Effects of enterolactone (EL) on the cell cycle and apoptosis were investigated using flow cytometry and a cleaved caspase-3 enzyme-linked immunosorbent assay (ELISA), respectively. Effects of TGF-β induction and EL treatment on the functional malignancy of MDA-MB-231 breast cancer cells were investigated using migration and chemo-invasion assays.

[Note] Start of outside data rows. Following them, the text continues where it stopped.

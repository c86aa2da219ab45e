//! Extractive summarizer.
//!
//! Picks the three densest sentences by normalized term frequency, restores
//! their document order, and caps the result to a word budget. No model or
//! network is involved, so the summarizer is always available as the last
//! fallback of the generative path.

use std::collections::HashMap;

use super::sentences::split_sentences;

/// Chunk size (in characters) used when the text has no usable sentences.
const CHUNK_CHARS: usize = 200;
/// Raw-text prefix (in characters) used when no draft could be built.
const FALLBACK_CHARS: usize = 240;
/// Sentences kept in a draft summary.
const TOP_SENTENCES: usize = 3;

const ELLIPSIS_TOKENS: [&str; 3] = ["...", "..", "…"];

const STOPWORDS: &[&str] = &[
    "the", "a", "an", "and", "or", "but", "if", "to", "of", "in", "on", "for", "with", "as", "by",
    "at", "is", "it", "this", "that", "was", "were", "are", "be", "have", "has", "had", "i", "you",
    "he", "she", "they", "we", "my", "our", "your", "their",
];

/// Summarize `text` in at most `max_words` whitespace-delimited words.
pub fn summarize(text: &str, max_words: usize) -> String {
    truncate_words(&draft_summary(text), max_words)
}

/// Top sentences in document order, or a raw prefix for degenerate input.
pub fn draft_summary(text: &str) -> String {
    let units = segment(text);
    if units.is_empty() {
        return prefix_chars(text, FALLBACK_CHARS).to_string();
    }

    let scores = score_sentences(&units);
    let k = TOP_SENTENCES.min(units.len());

    // Stable sort keeps earlier sentences first among equal scores.
    let mut ranked: Vec<usize> = (0..units.len()).collect();
    ranked.sort_by(|&a, &b| {
        scores[b]
            .partial_cmp(&scores[a])
            .unwrap_or(std::cmp::Ordering::Equal)
    });
    let mut chosen = ranked[..k].to_vec();
    chosen.sort_unstable();

    let draft = chosen
        .iter()
        .map(|&i| units[i])
        .collect::<Vec<_>>()
        .join(" ");
    let draft = draft.trim();
    if draft.is_empty() {
        prefix_chars(text, FALLBACK_CHARS).to_string()
    } else {
        draft.to_string()
    }
}

/// Sentences, or fixed-size character chunks when punctuation yields at
/// most one sentence.
fn segment(text: &str) -> Vec<&str> {
    let sentences = split_sentences(text);
    if sentences.len() > 1 {
        return sentences;
    }
    chunk_chars(text, CHUNK_CHARS)
        .into_iter()
        .filter(|c| !c.trim().is_empty())
        .collect()
}

fn chunk_chars(text: &str, size: usize) -> Vec<&str> {
    let mut chunks = Vec::new();
    let mut start = 0;
    for (count, (i, _)) in text.char_indices().enumerate() {
        if count > 0 && count % size == 0 {
            chunks.push(&text[start..i]);
            start = i;
        }
    }
    if start < text.len() {
        chunks.push(&text[start..]);
    }
    chunks
}

fn prefix_chars(text: &str, n: usize) -> &str {
    match text.char_indices().nth(n) {
        Some((i, _)) => &text[..i],
        None => text,
    }
}

/// Lowercased `\w+` runs.
fn word_tokens(s: &str) -> impl Iterator<Item = String> + '_ {
    s.split(|c: char| !(c.is_alphanumeric() || c == '_'))
        .filter(|w| !w.is_empty())
        .map(str::to_lowercase)
}

fn is_scored(token: &str) -> bool {
    !STOPWORDS.contains(&token) && !token.chars().all(char::is_numeric)
}

/// Normalized term weights: every count divided by the highest count.
fn word_frequencies(sentences: &[&str]) -> HashMap<String, f64> {
    let mut counts: HashMap<String, usize> = HashMap::new();
    for s in sentences {
        for w in word_tokens(s).filter(|w| is_scored(w)) {
            *counts.entry(w).or_insert(0) += 1;
        }
    }
    let max = counts.values().copied().max().unwrap_or(1).max(1) as f64;
    counts
        .into_iter()
        .map(|(w, c)| (w, c as f64 / max))
        .collect()
}

/// Sum of token weights over a quarter-power length penalty.
pub fn score_sentences(sentences: &[&str]) -> Vec<f64> {
    let freqs = word_frequencies(sentences);
    if freqs.is_empty() {
        return vec![0.0; sentences.len()];
    }
    sentences
        .iter()
        .map(|s| {
            let total: f64 = word_tokens(s)
                .map(|w| freqs.get(&w).copied().unwrap_or(0.0))
                .sum();
            let length = s.split_whitespace().count().max(1) as f64;
            total / length.powf(0.25)
        })
        .collect()
}

/// Cap `text` to `max_words` words without a dangling ellipsis.
///
/// Words are re-joined with single spaces. A trailing ellipsis token is
/// dropped rather than replaced, so the result may be shorter than the
/// budget. Ellipsis characters are also stripped when the text already
/// fits the budget.
pub fn truncate_words(text: &str, max_words: usize) -> String {
    if max_words == 0 {
        return String::new();
    }
    let mut words: Vec<&str> = text.split_whitespace().take(max_words).collect();

    if words
        .last()
        .is_some_and(|last| ELLIPSIS_TOKENS.contains(last))
    {
        words.pop();
    }

    while let Some(last) = words.pop() {
        let cleaned = strip_trailing_ellipsis(last);
        if !cleaned.is_empty() {
            words.push(cleaned);
            break;
        }
    }
    words.join(" ")
}

fn strip_trailing_ellipsis(word: &str) -> &str {
    let mut w = word.trim_end_matches('…');
    if w.ends_with("..") {
        w = w.trim_end_matches('.');
    }
    // A mixed tail such as ".…." needs another pass.
    if w.len() != word.len() {
        strip_trailing_ellipsis(w)
    } else {
        w
    }
}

The effects of EL on EMT markers and the ERK/NF-κB/Snail signaling pathway after TGF-β induction were studied using confocal microscopy, quantitative reverse transcription polymerase chain reaction (qRT-PCR), Western blot, and flow cytometry.
Herein, we report that EL exhibits a significant antimetastatic effect on MDA-MB-231 cells by almost reverting the TGF-β-induced EMT . EL downregulates the mesenchymal markers N-cadherin and vimentin, and upregulates the epithelial markers E-cadherin and occludin. It represses actin stress fiber formation via inhibition of mitogen-activated protein kinase p-38 (MAPK-p38) and cluster of differentiation 44 (CD44). EL also suppresses ERK-1/2, NF-κB, and Snail at the mRNA and protein levels.

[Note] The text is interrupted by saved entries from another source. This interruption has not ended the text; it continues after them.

//! Entity and sentiment annotation.
//!
//! [`Annotator`] is the seam between orchestration and whatever produces
//! annotations: the Cloud Natural Language REST API, the offline heuristics
//! from `textlens-ingest`, or a stand-in that always fails when the
//! configuration asks for a service it cannot reach.

pub mod cloud;
pub mod heuristic;
pub mod types;

use std::sync::Arc;

use async_trait::async_trait;
use textlens_core::{AnnotatorChoice, Error, Result, Settings};
use tracing::{debug, warn};

pub use cloud::CloudLanguageAnnotator;
pub use heuristic::HeuristicAnnotator;
pub use types::{Entity, Sentiment};

/// Produces entities and document sentiment for a text.
#[async_trait]
pub trait Annotator: Send + Sync {
    async fn entities(&self, text: &str) -> Result<Vec<Entity>>;

    async fn sentiment(&self, text: &str) -> Result<Sentiment>;

    /// Human-readable name for logs.
    fn name(&self) -> &'static str;
}

/// Annotator that fails every call with the same reason.
pub struct UnavailableAnnotator {
    reason: String,
}

impl UnavailableAnnotator {
    pub fn new(reason: impl Into<String>) -> Self {
        Self {
            reason: reason.into(),
        }
    }
}

#[async_trait]
impl Annotator for UnavailableAnnotator {
    async fn entities(&self, _text: &str) -> Result<Vec<Entity>> {
        Err(Error::Config(self.reason.clone()))
    }

    async fn sentiment(&self, _text: &str) -> Result<Sentiment> {
        Err(Error::Config(self.reason.clone()))
    }

    fn name(&self) -> &'static str {
        "unavailable"
    }
}

/// Pick an annotator for the configured choice.
///
/// `auto` prefers the cloud service when an API key is present and the
/// heuristics otherwise. `cloud` without a key yields an annotator whose
/// calls fail, so every row carries an error marker instead of silently
/// switching backends.
pub fn create_annotator(settings: &Settings) -> Arc<dyn Annotator> {
    let key = settings.google_api_key.clone();
    let annotator: Arc<dyn Annotator> = match (settings.annotator, key) {
        (AnnotatorChoice::Heuristic, _) | (AnnotatorChoice::Auto, None) => {
            Arc::new(HeuristicAnnotator::default())
        }
        (AnnotatorChoice::Auto | AnnotatorChoice::Cloud, Some(key)) => {
            Arc::new(CloudLanguageAnnotator::new(key))
        }
        (AnnotatorChoice::Cloud, None) => {
            warn!("ANNOTATOR=cloud but GOOGLE_API_KEY is not set; annotations will carry errors");
            Arc::new(UnavailableAnnotator::new(
                "Cloud Natural Language requires GOOGLE_API_KEY",
            ))
        }
    };
    debug!("Using {} annotator", annotator.name());
    annotator
}

#[cfg(test)]
mod tests {
    use super::*;

    #[test]
    fn test_selection() {
        let mut settings = Settings::default();
        assert_eq!(create_annotator(&settings).name(), "heuristic");

        settings.google_api_key = Some("key".into());
        assert_eq!(create_annotator(&settings).name(), "cloud");

        settings.annotator = AnnotatorChoice::Heuristic;
        assert_eq!(create_annotator(&settings).name(), "heuristic");

        settings.annotator = AnnotatorChoice::Cloud;
        settings.google_api_key = None;
        assert_eq!(create_annotator(&settings).name(), "unavailable");
    }

    #[tokio::test]
    async fn test_unavailable_always_fails() {
        let a = UnavailableAnnotator::new("no key");
        let err = a.entities("text").await.unwrap_err();
        assert_eq!(err.to_string(), "Configuration error: no key");
        assert!(a.sentiment("text").await.is_err());
    }
}
//! Candidate blending: keyword hits first, memory hits after, deduplicated.

use std::collections::HashSet;

use textlens_core::ScoredRecord;

use crate::types::Candidate;

/// Drop empty texts and exact-duplicate texts (later copies lose), then keep
/// the first `k`.
pub fn dedup_by_text(candidates: Vec<Candidate>, k: usize) -> Vec<Candidate> {
    let mut seen: HashSet<String> = HashSet::new();
    candidates
        .into_iter()
        .filter(|c| !c.text.is_empty() && seen.insert(c.text.clone()))
        .take(k)
        .collect()
}

/// Append memory hits after the keyword hits and deduplicate to `k`.
///
/// Memory only widens the pool: a keyword hit is never displaced by a
/// memory hit with the same text.
pub fn blend_candidates(
    keyword: Vec<ScoredRecord>,
    memory: Vec<Candidate>,
    k: usize,
) -> Vec<Candidate> {
    let pool: Vec<Candidate> = keyword
        .into_iter()
        .map(Candidate::from)
        .chain(memory)
        .collect();
    dedup_by_text(pool, k)
}
//! Summarization capability with a generative and an extractive strategy.
//!
//! Generation is attempted only when the configured strategy allows it and
//! a generator exists. Every failure of the generative path falls through to
//! the extractive summarizer with the same word budget, so [`Summarizer::summarize`]
//! always returns a string.

use std::sync::Arc;

use textlens_core::SummaryStrategy;
use textlens_ingest::extract::summary::{draft_summary, summarize, truncate_words};
use tracing::{debug, warn};

use crate::generator::Generator;
use crate::types::GenerationRequest;

/// Prompt sent to the model for a budgeted one-sentence summary.
pub fn format_prompt(text: &str, context: Option<&str>, max_words: usize) -> String {
    format!(
        "Summarize the text faithfully in at most {} words. Use one sentence. \
         Do not exceed the word limit. Do not use ellipses.\nContext: {}\nText: {}",
        max_words,
        context.unwrap_or(""),
        text
    )
}

pub struct Summarizer {
    generator: Option<Arc<dyn Generator>>,
}

impl Summarizer {
    /// Combine a strategy with an optional generator.
    pub fn new(strategy: SummaryStrategy, generator: Option<Arc<dyn Generator>>) -> Self {
        let generator = match strategy {
            SummaryStrategy::Extractive => None,
            SummaryStrategy::Auto => generator,
            SummaryStrategy::Generative => {
                if generator.is_none() {
                    warn!("Generative summaries requested but no model provider is configured; using extractive summaries");
                }
                generator
            }
        };
        if let Some(g) = &generator {
            debug!("Summaries will be generated with {}", g.name());
        }
        Self { generator }
    }

    /// A summarizer that never calls a model.
    pub fn extractive() -> Self {
        Self { generator: None }
    }

    /// Whether summaries go through the generator first.
    pub fn is_generative(&self) -> bool {
        self.generator.is_some()
    }

    /// Summarize `text` in at most `max_words` words.
    pub async fn summarize(&self, text: &str, context: Option<&str>, max_words: usize) -> String {
        let Some(generator) = &self.generator else {
            return summarize(text, max_words);
        };

        let request = GenerationRequest::prompt(format_prompt(text, context, max_words));
        match generator.generate(&request).await {
            Ok(out) => {
                let out = out.trim();
                if out.is_empty() {
                    debug!("{} returned nothing, using extractive draft", generator.name());
                    truncate_words(&draft_summary(text), max_words)
                } else {
                    truncate_words(out, max_words)
                }
            }
            Err(e) => {
                warn!("Generative summary failed, using extractive: {}", e);
                summarize(text, max_words)
            }
        }
    }
}

#[cfg(test)]
mod tests {
    use super::*;
    use async_trait::async_trait;
    use parking_lot::Mutex;
    use textlens_core::{Error, Result};

    struct FakeGenerator {
        reply: Result<String>,
        prompts: Mutex<Vec<String>>,
    }

    impl FakeGenerator {
        fn replying(reply: Result<String>) -> Arc<Self> {
            Arc::new(Self {
                reply,
                prompts: Mutex::new(Vec::new()),
            })
        }
    }

    #[async_trait]
    impl Generator for FakeGenerator {
        async fn generate(&self, request: &GenerationRequest) -> Result<String> {
            self.prompts.lock().push(request.messages[0].content.clone());
            match &self.reply {
                Ok(s) => Ok(s.clone()),
                Err(e) => Err(Error::Generation(e.to_string())),
            }
        }

        fn name(&self) -> String {
            "fake".into()
        }
    }

    const TEXT: &str = "The cat sat. The cat sat on the mat. Dogs bark loudly at night.";

    #[test]
    fn test_prompt_format() {
        assert_eq!(
            format_prompt("body", Some("User query: cats"), 10),
            "Summarize the text faithfully in at most 10 words. Use one sentence. \
             Do not exceed the word limit. Do not use ellipses.\nContext: User query: cats\nText: body"
        );
        assert!(format_prompt("body", None, 5).contains("\nContext: \nText: body"));
    }

    #[tokio::test]
    async fn test_generated_summary_is_truncated() {
        let fake = FakeGenerator::replying(Ok("  A cat sat on a mat while dogs barked … ".into()));
        let s = Summarizer::new(SummaryStrategy::Auto, Some(fake.clone() as Arc<dyn Generator>));
        assert_eq!(s.summarize(TEXT, Some("ctx"), 4).await, "A cat sat on");
        assert_eq!(fake.prompts.lock().len(), 1);
        assert!(fake.prompts.lock()[0].contains("at most 4 words"));
    }

    #[tokio::test]
    async fn test_failure_falls_back_to_extractive() {
        let fake = FakeGenerator::replying(Err(Error::Http("quota".into())));
        let s = Summarizer::new(SummaryStrategy::Generative, Some(fake as Arc<dyn Generator>));
        assert_eq!(s.summarize(TEXT, None, 6).await, "The cat sat. The cat sat");
    }

    #[tokio::test]
    async fn test_empty_reply_falls_back_to_extractive() {
        let fake = FakeGenerator::replying(Ok("   ".into()));
        let s = Summarizer::new(SummaryStrategy::Auto, Some(fake as Arc<dyn Generator>));
        assert_eq!(s.summarize(TEXT, None, 6).await, "The cat sat. The cat sat");
    }

    #[tokio::test]
    async fn test_extractive_strategy_skips_generator() {
        let fake = FakeGenerator::replying(Ok("generated".into()));
        let s = Summarizer::new(SummaryStrategy::Extractive, Some(fake.clone() as Arc<dyn Generator>));
        assert!(!s.is_generative());
        assert_eq!(s.summarize(TEXT, None, 6).await, "The cat sat. The cat sat");
        assert!(fake.prompts.lock().is_empty());
    }

    #[tokio::test]
    async fn test_zero_budget_is_empty() {
        let fake = FakeGenerator::replying(Ok("generated text".into()));
        let s = Summarizer::new(SummaryStrategy::Auto, Some(fake as Arc<dyn Generator>));
        assert_eq!(s.summarize(TEXT, None, 0).await, "");
        assert_eq!(Summarizer::extractive().summarize(TEXT, None, 0).await, "");
    }
}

Briefly, EL was found to inhibit TGF-β-induced EMT by blocking the ERK/NF-κB/Snail signaling pathway, which is a promising target for breast cancer metastasis therapy.
三阴性乳腺癌(TNBC)具有高度转移性,迫切需要开发新的治疗策略以实现针对转移的新药发现。已知转化生长因子-β(TGF-β)通过ERK/NF-κB/蜗牛信号通路诱导上皮-间质转化(EMT),从而促进乳腺癌细胞的侵袭和迁移潜能,导致乳腺癌转移。靶向该通路以逆转EMT将是一种有吸引力的新型治疗策略,可阻止乳腺癌转移。
分别使用流式细胞术和裂解的半胱天冬酶-3酶联免疫吸附测定(ELISA)研究肠内酯(EL)对细胞周期和细胞凋亡的影响。使用迁移和化学侵袭试验研究TGF-β诱导和EL处理对MDA-MB-231乳腺癌细胞功能恶性的影响。使用共聚焦显微镜、定量逆转录聚合酶链反应(qRT-PCR)、蛋白质印迹和流式细胞术研究TGF-β诱导后EL对EMT标志物和ERK/NF-κB/蜗牛信号通路的影响。
在此,我们报告EL对MDA-MB-231细胞具有显著的抗转移作用,几乎可逆转TGF-β诱导的EMT。EL下调间充质标志物N-钙黏蛋白和波形蛋白,并上调上皮标志物E-钙黏蛋白和闭合蛋白。它通过抑制丝裂原活化蛋白激酶p-38(MAPK-p38)和分化簇44(CD44)来抑制肌动蛋白应力纤维形成。EL还在mRNA和蛋白质水平上抑制ERK-1/2、NF-κB和蜗牛。
简而言之,发现EL通过阻断ERK/NF-κB/蜗牛信号通路抑制TGF-β诱导的EMT,这是乳腺癌转移治疗的一个有前景的靶点。